We excluded images with the same patients from Chest-14 to avoid training similar images. Many images became unusable, but this process was necessary to avoid overfitting specific images. It seems that the dataset had sufficient size for this task because complete correction was achieved in the orientation, angle, and left-right reversal. Chest-14 does not provide information relating detail patient’s position when taking XR, such as standing, sitting, or lying. Therefore, we used the clinical images of our institution as a dataset to train the estimation of the patient’s position, even though dataset was small compared with other datasets. As a result, we obtained 96% accuracy in the patient’s position estimation. We believe that the data set size was sufficient for this study.
Meanwhile, a few images were confused between the sitting position and the lying position in this system. This is because strict positioning management was not enforced. In addition, in both the sitting and lying positions, X-rays are irradiated from the front side of the patient. Therefore, CXR images in both positions may become very similar. From the clinical perspective, the degree of body raising is adjusted according to the patient’s respiratory status. We think that the blurring of the boundary between the sitting position and the lying position is, to some extent, unavoidable.

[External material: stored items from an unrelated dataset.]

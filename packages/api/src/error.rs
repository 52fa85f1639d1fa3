//! Error classification for calls to the catalog service.

use reqwest::StatusCode;

/// Message used when an error body has no usable `detail`.
pub const GENERIC_FAILURE: &str = "API request failed";
/// Message used when an error body is not JSON at all.
pub const UNREADABLE_FAILURE: &str = "Unknown error";

/// Why a call to the catalog service did not produce a value.
#[derive(Debug, thiserror::Error)]
pub enum ApiError {
    /// No session is stored; the request was never sent.
    #[error("No authentication token found")]
    Unauthenticated,
    /// The service rejected the bearer token. The stored session has been cleared.
    #[error("Session expired. Please login again.")]
    SessionExpired,
    /// Any other non-2xx response.
    #[error("{message}")]
    RequestFailed { status: u16, message: String },
    /// The request could not be delivered or the response could not be read.
    #[error("network error: {0}")]
    Network(#[from] reqwest::Error),
    /// A 2xx response whose body did not match the expected shape.
    #[error("unexpected response body: {0}")]
    Decode(String),
}

impl ApiError {
    pub fn request_failed(status: StatusCode, message: impl Into<String>) -> Self {
        Self::RequestFailed {
            status: status.as_u16(),
            message: message.into(),
        }
    }

    /// Whether the caller should send the user back to the login screen.
    pub fn requires_login(&self) -> bool {
        matches!(self, Self::Unauthenticated | Self::SessionExpired)
    }

    pub fn status(&self) -> Option<u16> {
        match self {
            Self::RequestFailed { status, .. } => Some(*status),
            Self::SessionExpired => Some(StatusCode::UNAUTHORIZED.as_u16()),
            Self::Network(e) => e.status().map(|s| s.as_u16()),
            _ => None,
        }
    }
}
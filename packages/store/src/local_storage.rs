//! # Browser local storage
//!
//! [`LocalStorageStore`] is the [`KeyValueStore`] used on the **web platform**.
//! It forwards to `window.localStorage`, so a session written here lives as
//! long as the browser profile keeps it.
//!
//! Every call looks the storage object up again; it is not `Send` and cannot
//! be cached inside a `Clone` struct. When storage is unavailable (private
//! mode, sandboxed iframe) reads return `None` and writes do nothing.

use web_sys::Storage;

use crate::kv::KeyValueStore;

/// `window.localStorage`-backed KeyValueStore.
#[derive(Clone, Copy, Debug, Default)]
pub struct LocalStorageStore;

impl LocalStorageStore {
    pub fn new() -> Self {
        Self
    }

    fn storage() -> Option<Storage> {
        web_sys::window()?.local_storage().ok()?
    }
}

impl KeyValueStore for LocalStorageStore {
    fn get_item(&self, key: &str) -> Option<String> {
        Self::storage()?.get_item(key).ok()?
    }

    fn set_item(&self, key: &str, value: &str) {
        if let Some(storage) = Self::storage() {
            if storage.set_item(key, value).is_err() {
                tracing::warn!("localStorage rejected write for {}", key);
            }
        }
    }

    fn remove_item(&self, key: &str) {
        if let Some(storage) = Self::storage() {
            let _ = storage.remove_item(key);
        }
    }
}
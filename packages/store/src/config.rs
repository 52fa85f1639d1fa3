//! # Client configuration: `catalog.toml`
//!
//! Defines the TOML file that tells the client where the catalog service
//! lives and which storage slot holds the session
//! (filename: [`CatalogConfig::filename`] = `"catalog.toml"`).
//!
//! ## Structure
//!
//! ```toml
//! [api]
//! base_url = "http://localhost:8000"   # origin of the catalog service
//!
//! [session]
//! key = "session"                      # key-value slot for the session record
//! ```
//!
//! ## Types
//!
//! | Struct | Purpose |
//! |--------|---------|
//! | [`CatalogConfig`] | Top-level config. Builder helper (`with_base_url`), TOML (de)serialisation, file loading. |
//! | [`ApiConfig`] | Remote service section: `base_url`, default **`http://localhost:8000`**. |
//! | [`SessionConfig`] | Session section: slot `key`, default **`"session"`**. |
//!
//! All structs implement `Default`, so a missing or empty config file is
//! equivalent to the default configuration.

use std::path::Path;

use serde::{Deserialize, Serialize};

use crate::session::DEFAULT_SESSION_KEY;

/// Origin assumed when nothing else is configured.
pub const DEFAULT_BASE_URL: &str = "http://localhost:8000";

/// Errors raised while loading `catalog.toml`.
#[derive(Debug, thiserror::Error)]
pub enum ConfigError {
    #[error("failed to read {path}: {source}")]
    Io {
        path: String,
        #[source]
        source: std::io::Error,
    },
    #[error("invalid configuration: {0}")]
    Parse(#[from] toml::de::Error),
}

/// Top-level configuration stored in `catalog.toml`.
#[derive(Clone, Debug, Default, PartialEq, Serialize, Deserialize)]
pub struct CatalogConfig {
    #[serde(default)]
    pub api: ApiConfig,
    #[serde(default)]
    pub session: SessionConfig,
}

/// Remote service configuration.
#[derive(Clone, Debug, PartialEq, Serialize, Deserialize)]
pub struct ApiConfig {
    /// Origin of the catalog service, without trailing slash.
    #[serde(default = "default_base_url")]
    pub base_url: String,
}

fn default_base_url() -> String {
    DEFAULT_BASE_URL.to_string()
}

impl Default for ApiConfig {
    fn default() -> Self {
        Self {
            base_url: default_base_url(),
        }
    }
}

/// Session persistence configuration.
#[derive(Clone, Debug, PartialEq, Serialize, Deserialize)]
pub struct SessionConfig {
    #[serde(default = "default_session_key")]
    pub key: String,
}

fn default_session_key() -> String {
    DEFAULT_SESSION_KEY.to_string()
}

impl Default for SessionConfig {
    fn default() -> Self {
        Self {
            key: default_session_key(),
        }
    }
}

impl CatalogConfig {
    /// Builder method to point the client at another origin.
    pub fn with_base_url(mut self, base_url: impl Into<String>) -> Self {
        self.api.base_url = base_url.into().trim_end_matches('/').to_string();
        self
    }

    /// The well-known filename for the config file.
    pub fn filename() -> &'static str {
        "catalog.toml"
    }

    /// Parse from TOML string.
    pub fn from_toml(s: &str) -> Result<Self, toml::de::Error> {
        toml::from_str(s)
    }

    /// Serialize to TOML string.
    pub fn to_toml(&self) -> Result<String, toml::ser::Error> {
        toml::to_string_pretty(self)
    }

    /// Load from `path`, falling back to defaults when the file does not exist.
    pub fn load(path: &Path) -> Result<Self, ConfigError> {
        match std::fs::read_to_string(path) {
            Ok(content) => Ok(Self::from_toml(&content)?),
            Err(e) if e.kind() == std::io::ErrorKind::NotFound => {
                tracing::debug!("No config at {}, using defaults", path.display());
                Ok(Self::default())
            }
            Err(source) => Err(ConfigError::Io {
                path: path.display().to_string(),
                source,
            }),
        }
    }
}

#[cfg(test)]
mod tests {
    use super::*;

    #[test]
    fn test_empty_file_is_default() {
        let config = CatalogConfig::from_toml("").unwrap();
        assert_eq!(config, CatalogConfig::default());
        assert_eq!(config.api.base_url, "http://localhost:8000");
        assert_eq!(config.session.key, "session");
    }

    #[test]
    fn test_partial_file() {
        let config =
            CatalogConfig::from_toml("[api]\nbase_url = \"https://catalog.example\"\n").unwrap();
        assert_eq!(config.api.base_url, "https://catalog.example");
        assert_eq!(config.session.key, "session");
    }

    #[test]
    fn test_toml_roundtrip() {
        let config = CatalogConfig::default().with_base_url("http://10.0.0.2:9000/");
        assert_eq!(config.api.base_url, "http://10.0.0.2:9000");
        let parsed = CatalogConfig::from_toml(&config.to_toml().unwrap()).unwrap();
        assert_eq!(parsed, config);
    }

    #[test]
    fn test_load_missing_file() {
        let path = std::env::temp_dir().join("data_catalog_no_such_config.toml");
        let config = CatalogConfig::load(&path).unwrap();
        assert_eq!(config, CatalogConfig::default());
    }

    #[test]
    fn test_load_invalid_file() {
        let path = std::env::temp_dir().join(format!(
            "data_catalog_bad_config_{}.toml",
            std::process::id()
        ));
        std::fs::write(&path, "[api\nbase_url = 1").unwrap();
        assert!(matches!(CatalogConfig::load(&path), Err(ConfigError::Parse(_))));
        let _ = std::fs::remove_file(&path);
    }
}
//! Tagged state for one asynchronous resource.

/// Lifecycle of a value fetched from the service.
///
/// One of these per remote collection replaces separate `loading` / `error`
/// flags, so "loading and failed at once" cannot be represented.
#[derive(Clone, Debug, Default, PartialEq)]
pub enum Resource<T> {
    #[default]
    Idle,
    Loading,
    Ready(T),
    Error(String),
}

impl<T> Resource<T> {
    pub fn is_loading(&self) -> bool {
        matches!(self, Self::Loading)
    }

    pub fn is_ready(&self) -> bool {
        matches!(self, Self::Ready(_))
    }

    pub fn ready(&self) -> Option<&T> {
        match self {
            Self::Ready(value) => Some(value),
            _ => None,
        }
    }

    pub fn error(&self) -> Option<&str> {
        match self {
            Self::Error(reason) => Some(reason),
            _ => None,
        }
    }
}

impl<T> Resource<Vec<T>> {
    /// Items when ready, otherwise an empty slice.
    pub fn items(&self) -> &[T] {
        self.ready().map(Vec::as_slice).unwrap_or(&[])
    }
}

On the other hand, the standing position was completely classified. Thus, the direction of X-ray irradiation was fully distinguished. The direction of X-ray irradiation is directly related to CXR findings, such as the distribution of pleural effusions, air inclusions and the measurement of CTR. Therefore, an accurate estimation of the irradiation direction is an important factor in CXR management in clinical practice. Moreover, orientation, image angle, and left-right reversal were fully corrected by the QA system. The processing time is clearly faster than a manual operation. These facts proved the usefulness of the QA system.
This study involves several limitations. First, this study was performed at a single institution. Further investigation is desired to evaluate the generalization performance of the QA system. The larger datasets, including another institution’s clinical images, should be applied for model training. Moreover, we excluded images of children under 15 from the datasets. This processing may lead to a statistical bias compared with the actual clinical scene. Although this processing is essential to achieving a high-accuracy model for CXR in adult patients [
12].
Second, all clinical images were retrospectively prepared. Therefore, a black mask is present in the upper-right corner of the image to hide a previous marker corresponding to the patient’s position. This mask might work as a landmark to correct the orientation, angle, and left-right reversal. Further investigation using plain CXR imaging is warranted. Although, the correction model is created from Chest14 data that does not have a mask. Third, all evaluations were performed using a GPU machine. The portable X-ray console PC without a GPU may delay the processing time. The clinical trial should be attempted using a daily-use X-ray console system.
Third, this study aimed to construct a specific AI for the QA of CXR. Hence, this system cannot make fully alternative human work from the perspective of the difference between the AI model and human cognition [
13]. Still, furthermore, double-checking should be enforced by both the QA system and technologists.